The bridge of artificial intelligence to cardiovascular medicine has opened up new avenues for novel cardiovascular diagnostics that may significantly enhance the care of patients [46]. Unlike traditional imaging modalities to assess for CAD, cardiac phase space analysis (cPSA) is a dynamic assessment that captures data related to electrical signals over consecutive cardiac cycles which is unique to a given individual [7]. The resultant thoracic phase signals are analyzed by cPSA to quantify physiological and mathematical features associated with coronary stenosis without the need for a change in physiologic status such as stress-induced vasodilation.

cPSA is an easy-to-use, portable device utilized at the point-of-care without radiation, contrast, or patient preparation.
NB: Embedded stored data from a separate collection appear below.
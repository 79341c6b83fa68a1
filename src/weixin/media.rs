//! Image uploads to the two non-quota media classes.
//!
//! Covers go to the temporary-material endpoint (`/cgi-bin/media/upload`) and
//! come back as a media id that the platform keeps for three days. Images for
//! the article body go to `/cgi-bin/media/uploadimg` and come back as a URL
//! that can be embedded directly.

use std::sync::Arc;

use bytes::Bytes;
use rand::distributions::Alphanumeric;
use rand::Rng;
use reqwest::multipart::Part;
use serde::Deserialize;
use tracing::{debug, info, warn};

use super::client::{CallError, PlatformClient};
use super::token::CredentialCache;
use crate::errors::PublishError;
use crate::models::media::{COVER_MAX_BYTES, INLINE_MAX_BYTES};
use crate::models::{ImageFormat, MediaClass};

#[derive(Debug, Deserialize)]
struct TemporaryUploadReply {
    #[serde(default)]
    media_id: Option<String>,
    #[serde(default, rename = "type")]
    media_type: Option<String>,
    #[serde(default)]
    created_at: Option<i64>,
}

#[derive(Debug, Deserialize)]
struct InlineUploadReply {
    #[serde(default)]
    url: Option<String>,
}

pub struct MediaUploader {
    client: PlatformClient,
    credentials: Arc<CredentialCache>,
    placeholder_media_id: String,
}

impl MediaUploader {
    pub fn new(
        client: PlatformClient,
        credentials: Arc<CredentialCache>,
        placeholder_media_id: impl Into<String>,
    ) -> Self {
        Self {
            client,
            credentials,
            placeholder_media_id: placeholder_media_id.into(),
        }
    }

    pub fn placeholder_media_id(&self) -> &str {
        &self.placeholder_media_id
    }

    /// Uploads a cover image as temporary material and returns its media id.
    ///
    /// An empty `source_url` yields the pre-registered placeholder id without
    /// touching the network, so a publish always has some cover.
    pub async fn upload_cover_asset(&self, source_url: &str) -> Result<String, PublishError> {
        let source_url = source_url.trim();
        if source_url.is_empty() {
            debug!("no cover image supplied, using placeholder media id");
            return Ok(self.placeholder_media_id.clone());
        }
        validate_source_url(source_url)?;

        let token = self.credentials.get_token().await?;
        let bytes = self.fetch_source(source_url, COVER_MAX_BYTES).await?;
        let format = ImageFormat::sniff(&bytes).unwrap_or(ImageFormat::Jpeg);

        let reply: TemporaryUploadReply = self
            .client
            .post_media(
                "/cgi-bin/media/upload",
                &token,
                &[("type", "image")],
                image_part(bytes, format)?,
            )
            .await
            .map_err(|e| {
                warn!(class = %MediaClass::Temporary, error = %e, "cover upload rejected");
                e.into_upload_error()
            })?;

        let media_id = reply
            .media_id
            .filter(|id| !id.is_empty())
            .ok_or_else(|| PublishError::upload(None, "media/upload reply carried no media_id"))?;

        info!(
            class = %MediaClass::Temporary,
            media_type = reply.media_type.as_deref().unwrap_or("image"),
            created_at = reply.created_at.unwrap_or_default(),
            "cover image uploaded"
        );
        Ok(media_id)
    }

    /// Uploads an image for the article body and returns its embeddable URL.
    ///
    /// When `buffer` is supplied (an already processed image) it is uploaded
    /// as-is and `source_url` is never fetched.
    pub async fn upload_inline_asset(
        &self,
        source_url: &str,
        buffer: Option<Bytes>,
    ) -> Result<String, PublishError> {
        let source_url = source_url.trim();
        if source_url.is_empty() {
            return Err(PublishError::invalid_argument("image URL must not be empty"));
        }

        let token = self.credentials.get_token().await?;
        let bytes = match buffer {
            Some(bytes) => bytes,
            None => {
                validate_source_url(source_url)?;
                self.fetch_source(source_url, INLINE_MAX_BYTES).await?
            }
        };
        let format = check_inline_image(&bytes)?;

        let reply: InlineUploadReply = self
            .client
            .post_media("/cgi-bin/media/uploadimg", &token, &[], image_part(bytes, format)?)
            .await
            .map_err(|e| {
                warn!(class = %MediaClass::InlineContent, error = %e, "inline image upload rejected");
                e.into_upload_error()
            })?;

        let url = reply
            .url
            .filter(|u| !u.is_empty())
            .ok_or_else(|| PublishError::upload(None, "media/uploadimg reply carried no url"))?;

        info!(class = %MediaClass::InlineContent, %url, "inline image uploaded");
        Ok(url)
    }

    async fn fetch_source(
        &self,
        source_url: &str,
        max_bytes: usize,
    ) -> Result<Bytes, PublishError> {
        let bytes = self
            .client
            .fetch_bytes(source_url, max_bytes)
            .await
            .map_err(|e| {
                warn!(source_url, error = %e, "failed to download source image");
                match e {
                    CallError::TooLarge { limit } => PublishError::invalid_argument(format!(
                        "source image is larger than the limit of {} bytes",
                        limit
                    )),
                    other => PublishError::upload(
                        None,
                        format!("failed to download source image: {}", other.detail()),
                    ),
                }
            })?;
        debug!(source_url, size = bytes.len(), "downloaded source image");
        Ok(bytes)
    }
}

fn validate_source_url(source_url: &str) -> Result<(), PublishError> {
    let parsed = url::Url::parse(source_url)
        .map_err(|e| PublishError::invalid_argument(format!("invalid image URL: {}", e)))?;
    match parsed.scheme() {
        "http" | "https" => Ok(()),
        other => Err(PublishError::invalid_argument(format!(
            "unsupported image URL scheme: {}",
            other
        ))),
    }
}

/// Inline images must be JPEG or PNG and at most 1 MiB.
fn check_inline_image(bytes: &[u8]) -> Result<ImageFormat, PublishError> {
    if bytes.len() > INLINE_MAX_BYTES {
        return Err(PublishError::invalid_argument(format!(
            "inline image is {} bytes, limit is {}",
            bytes.len(),
            INLINE_MAX_BYTES
        )));
    }
    ImageFormat::sniff(bytes)
        .ok_or_else(|| PublishError::invalid_argument("inline image must be JPEG or PNG"))
}

fn image_part(bytes: Bytes, format: ImageFormat) -> Result<Part, PublishError> {
    let suffix: String = rand::thread_rng()
        .sample_iter(&Alphanumeric)
        .take(6)
        .map(char::from)
        .collect::<String>()
        .to_lowercase();

    Part::bytes(bytes.to_vec())
        .file_name(format!("image_{}.{}", suffix, format.extension()))
        .mime_str(format.mime())
        .map_err(|e| PublishError::upload(None, format!("invalid media part: {}", e)))
}
pub mod guide;
pub mod orchestrator;

use async_trait::async_trait;

use crate::errors::PublishError;
use crate::models::{Article, PublishResult};

pub use orchestrator::{generate_draft_id, WeixinPublisher};

/// A destination that articles can be published to.
#[async_trait]
pub trait ContentPublisher: Send + Sync {
    /// Short platform name, as reported in [`PublishResult::platform`].
    fn platform(&self) -> &str;

    /// Resolves the cover image, publishes (or hands off for manual
    /// publication) and archives the article.
    async fn publish(&self, article: &Article) -> Result<PublishResult, PublishError>;
}
use std::fmt;

/// Inline-content uploads above this size are refused by the platform.
pub const INLINE_MAX_BYTES: usize = 1024 * 1024;

/// Temporary image material is capped at 10 MiB.
pub const COVER_MAX_BYTES: usize = 10 * 1024 * 1024;

/// Upload class on the platform. Neither class counts against the permanent
/// material quota.
#[derive(Debug, Clone, Copy, PartialEq, Eq)]
pub enum MediaClass {
    /// Kept by the platform for three days; used for covers. Returns a media id.
    Temporary,
    /// Embeddable in article bodies; JPEG/PNG up to 1 MB. Returns a URL.
    InlineContent,
}

impl fmt::Display for MediaClass {
    fn fmt(&self, f: &mut fmt::Formatter<'_>) -> fmt::Result {
        match self {
            MediaClass::Temporary => write!(f, "temporary"),
            MediaClass::InlineContent => write!(f, "inline-content"),
        }
    }
}

#[derive(Debug, Clone, Copy, PartialEq, Eq)]
pub enum ImageFormat {
    Jpeg,
    Png,
}

impl ImageFormat {
    /// Detects JPEG or PNG from the leading magic bytes.
    pub fn sniff(bytes: &[u8]) -> Option<Self> {
        if bytes.starts_with(&[0xFF, 0xD8, 0xFF]) {
            Some(ImageFormat::Jpeg)
        } else if bytes.starts_with(&[0x89, b'P', b'N', b'G', 0x0D, 0x0A, 0x1A, 0x0A]) {
            Some(ImageFormat::Png)
        } else {
            None
        }
    }

    pub fn mime(self) -> &'static str {
        match self {
            ImageFormat::Jpeg => "image/jpeg",
            ImageFormat::Png => "image/png",
        }
    }

    pub fn extension(self) -> &'static str {
        match self {
            ImageFormat::Jpeg => "jpg",
            ImageFormat::Png => "png",
        }
    }
}
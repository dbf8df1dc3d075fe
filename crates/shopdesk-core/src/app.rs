//! The application context.

use std::str::FromStr;
use std::sync::Arc;

use shopdesk_commerce::prelude::*;
use shopdesk_data::{FetchClient, ReqwestTransport, Transport};
use shopdesk_observability::Toaster;
use shopdesk_router::{app_routes, Layout, Page, RouteParams, RouteRegistry};

use crate::{AppConfig, AppError, AppResult};

/// Everything one shopdesk session needs, constructed once and passed
/// around explicitly.
///
/// Owns the REST services, the cart, the visible toasts and the router
/// state, plus the view state the storefront and dashboard flows work
/// against (catalog cache, selected product, user list).
///
/// # Example
///
/// ```rust,ignore
/// let mut app = ShopApp::connect(AppConfig::from_env())?;
/// app.navigate("/products");
/// app.load_products().await?;
/// app.add_to_cart(ProductId::new(1), 2).await?;
/// let order = app.checkout();
/// ```
pub struct ShopApp {
    pub(crate) config: AppConfig,
    pub(crate) products: ProductService,
    pub(crate) users: UserService,
    pub(crate) images: FetchClient,
    pub(crate) cart: CartStore,
    pub(crate) toaster: Toaster,
    routes: RouteRegistry<Page>,
    location: String,
    page: Page,
    params: RouteParams,
    pub(crate) catalog: Vec<Product>,
    pub(crate) selected: Option<Product>,
    pub(crate) user_list: Vec<User>,
}

impl ShopApp {
    /// Build a session that sends every request through `transport`.
    pub fn new(config: AppConfig, transport: Arc<dyn Transport>) -> AppResult<Self> {
        let api = config.api.client(Arc::clone(&transport));
        let mut cart = CartStore::new();
        cart.subscribe(|event, totals| {
            tracing::debug!(
                ?event,
                total_items = totals.total_items,
                total_price = totals.total_price,
                "cart changed"
            );
        });

        let mut app = Self {
            products: ProductService::new(api.clone()),
            users: UserService::new(api),
            images: FetchClient::new(transport),
            cart,
            toaster: Toaster::new(config.toaster, config.toast.clone()),
            routes: app_routes()?,
            location: String::new(),
            page: Page::NotFound,
            params: RouteParams::default(),
            catalog: Vec::new(),
            selected: None,
            user_list: Vec::new(),
            config,
        };
        app.navigate("/");
        Ok(app)
    }

    /// Build a session over real HTTP.
    pub fn connect(config: AppConfig) -> AppResult<Self> {
        let transport = ReqwestTransport::new()?;
        Self::new(config, Arc::new(transport))
    }

    pub fn config(&self) -> &AppConfig {
        &self.config
    }

    // === Navigation ===

    /// Move to `path` and return the page it resolves to.
    pub fn navigate(&mut self, path: &str) -> &Page {
        let (page, params) = match self.routes.resolve(path) {
            Some(matched) => (*matched.page(), matched.params),
            None => (Page::NotFound, RouteParams::default()),
        };
        tracing::debug!(%path, %page, "navigate");

        self.location = path.to_string();
        self.page = page;
        self.params = params;
        &self.page
    }

    /// Current path, as last passed to [`navigate`](Self::navigate).
    pub fn location(&self) -> &str {
        &self.location
    }

    /// Page for the current location.
    pub fn page(&self) -> Page {
        self.page
    }

    /// Parameters captured from the current location.
    pub fn params(&self) -> &RouteParams {
        &self.params
    }

    /// Layout for the current location.
    pub fn layout(&self) -> Layout {
        Layout::for_path(&self.location)
    }

    /// Parse the current route's `:id` parameter.
    pub fn route_id<I: FromStr>(&self) -> AppResult<I> {
        let raw = self.params.get("id").unwrap_or_default();
        raw.parse()
            .map_err(|_| AppError::InvalidId(raw.to_string()))
    }

    // === Shared state ===

    pub fn cart(&self) -> &CartStore {
        &self.cart
    }

    pub fn cart_mut(&mut self) -> &mut CartStore {
        &mut self.cart
    }

    pub fn toaster(&self) -> &Toaster {
        &self.toaster
    }

    pub fn toaster_mut(&mut self) -> &mut Toaster {
        &mut self.toaster
    }

    pub fn product_service(&self) -> &ProductService {
        &self.products
    }

    pub fn user_service(&self) -> &UserService {
        &self.users
    }

    /// Check whether `url` is usable as a product image.
    pub async fn check_image(&self, url: &str) -> bool {
        is_valid_image_url(&self.images, url).await
    }

    /// Toast `message` as an error and wrap `error` for the caller.
    pub(crate) fn report(&mut self, message: &str, error: FetchError) -> AppError {
        self.toaster.error(message, None);
        AppError::Fetch(error)
    }
}

impl std::fmt::Debug for ShopApp {
    fn fmt(&self, f: &mut std::fmt::Formatter<'_>) -> std::fmt::Result {
        f.debug_struct("ShopApp")
            .field("api", &self.config.api.base_url)
            .field("location", &self.location)
            .field("page", &self.page)
            .field("cart", &self.cart)
            .field("catalog", &self.catalog.len())
            .finish_non_exhaustive()
    }
}

#[cfg(test)]
mod tests {
    use super::*;
    use shopdesk_data::testing::MockTransport;

    fn app() -> ShopApp {
        ShopApp::new(AppConfig::new("https://api.test"), Arc::new(MockTransport::new())).unwrap()
    }

    #[test]
    fn test_starts_at_home() {
        let app = app();
        assert_eq!(app.location(), "/");
        assert_eq!(app.page(), Page::Home);
        assert!(app.layout().is_landing());
        assert!(app.cart().is_empty());
    }

    #[test]
    fn test_navigate_tracks_page_params_and_layout() {
        let mut app = app();

        assert_eq!(*app.navigate("/dashboard/users/edit/4"), Page::UserEdit);
        assert_eq!(app.params().get("id"), Some("4"));
        assert!(app.layout().is_dashboard());
        assert_eq!(app.route_id::<UserId>().unwrap(), UserId::new(4));

        assert_eq!(*app.navigate("/cart"), Page::Cart);
        assert!(app.params().is_empty());
        assert!(app.layout().is_landing());
    }

    #[test]
    fn test_route_id_rejects_garbage() {
        let mut app = app();
        app.navigate("/products/abc");
        assert!(matches!(
            app.route_id::<ProductId>(),
            Err(AppError::InvalidId(raw)) if raw == "abc"
        ));

        app.navigate("/about");
        assert!(matches!(app.route_id::<ProductId>(), Err(AppError::InvalidId(_))));
    }

    #[test]
    fn test_unknown_path_is_not_found() {
        let mut app = app();
        assert_eq!(*app.navigate("/missing/page"), Page::NotFound);
        assert_eq!(app.location(), "/missing/page");
    }
}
This review will highlight some of the scientific principles behind the technology, provide a description of the system and device, and discuss the study procedure, clinical data, and potential future applications.

2. Cardiac Phase Space Analysis

2.1. Signal Acquisition

Two sources of time series data are simultaneously acquired from each subject: (i) orthogonal voltage gradient (OVG) signals and (ii) photoplethysmography (PPG) signals. These signals are collected with a sampling rate of 8 kHz using a specialized instrument (both hardware and firmware), shown in Figure 1. Signals are acquired for 3.5 minutes, resulting in a short overall procedure time, conducive to an outpatient-based single visit clinical assessment. Signal quality scores quantified nonbiological interference that could affect the performance of subsequent analyses. The OVG signal is assessed for powerline interference (60 Hz based on the main frequency in North America) and excessive frequency content greater than 170 Hz (high-frequency noise). Additionally, the quality of the PPG signal is assessed through quantifying the segments of the signal affected by jumps and dropouts (abrupt jump noise) and epochs that do not have dynamic variations reflecting the change in the blood flow volume changes (railing noise). Signals exceeding the threshold for any of the described scores are excluded, and signals passing the quality assessment are preconditioned by removing baseline wander and filtering the high-frequency noise and powerline interference.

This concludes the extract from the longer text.